* TASK BRIEF *
Your answer should hold every line of the records below that contains the string "lowered".

* INFORMATION PROVIDED *
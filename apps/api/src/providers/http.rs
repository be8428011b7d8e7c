//! Shared HTTP plumbing for the adapters: client construction, status
//! mapping and body decoding.

use std::time::Duration;

use anyhow::{Context, Result};
use reqwest::{Client, RequestBuilder, StatusCode, Url};
use serde::de::DeserializeOwned;
use tracing::debug;

use crate::providers::ProviderError;

/// Body phrases some providers use on 401/403 when the plan is spent.
const QUOTA_PHRASES: &[&str] = &["quota", "limit", "exceeded"];

pub fn build_client(timeout: Duration) -> Result<Client> {
    Client::builder()
        .timeout(timeout)
        .user_agent(concat!("jobpulse-api/", env!("CARGO_PKG_VERSION")))
        .build()
        .context("Failed to build provider HTTP client")
}

/// Maps a non-success status onto the provider error taxonomy.
/// Returns `None` for 2xx.
pub fn classify_status(provider: &str, status: StatusCode, body: &str) -> Option<ProviderError> {
    if status.is_success() {
        return None;
    }

    let detail = format!("HTTP {}: {}", status.as_u16(), snippet(body));

    if status == StatusCode::TOO_MANY_REQUESTS {
        return Some(ProviderError::QuotaExceeded {
            provider: provider.to_string(),
            detail,
        });
    }

    if matches!(status, StatusCode::UNAUTHORIZED | StatusCode::FORBIDDEN) {
        let lowered = body.to_lowercase();
        if QUOTA_PHRASES.iter().any(|p| lowered.contains(p)) {
            return Some(ProviderError::QuotaExceeded {
                provider: provider.to_string(),
                detail,
            });
        }
    }

    Some(ProviderError::Unavailable {
        provider: provider.to_string(),
        detail,
        reached_remote: true,
    })
}

/// RapidAPI-hosted providers expect the key plus the API's host name.
pub fn with_rapidapi_auth(request: RequestBuilder, endpoint: &str, api_key: &str) -> RequestBuilder {
    let host = Url::parse(endpoint)
        .ok()
        .and_then(|u| u.host_str().map(str::to_string))
        .unwrap_or_default();
    request
        .header("X-RapidAPI-Key", api_key)
        .header("X-RapidAPI-Host", host)
}

/// Maps a transport failure. Only connection-level failures are known not
/// to have reached the provider.
pub fn transport_error(provider: &str, err: reqwest::Error) -> ProviderError {
    let reached_remote = !(err.is_connect() || err.is_builder());
    ProviderError::Unavailable {
        provider: provider.to_string(),
        detail: err.to_string(),
        reached_remote,
    }
}

/// Sends the request and decodes a JSON body, mapping every failure mode.
pub async fn fetch_json<T: DeserializeOwned>(
    provider: &str,
    request: RequestBuilder,
) -> Result<T, ProviderError> {
    let response = request
        .send()
        .await
        .map_err(|e| transport_error(provider, e))?;
    let status = response.status();
    let body = response
        .text()
        .await
        .map_err(|e| transport_error(provider, e))?;

    if let Some(err) = classify_status(provider, status, &body) {
        return Err(err);
    }

    debug!("{provider} answered {} ({} bytes)", status.as_u16(), body.len());
    decode_body(provider, &body)
}

pub fn decode_body<T: DeserializeOwned>(provider: &str, body: &str) -> Result<T, ProviderError> {
    serde_json::from_str(body).map_err(|e| ProviderError::MalformedResponse {
        provider: provider.to_string(),
        detail: e.to_string(),
    })
}

fn snippet(body: &str) -> String {
    body.chars().take(200).collect()
}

* SOLUTION TO THIS EXERCISE *
        let lowered = body.to_lowercase();
        if QUOTA_PHRASES.iter().any(|p| lowered.contains(p)) {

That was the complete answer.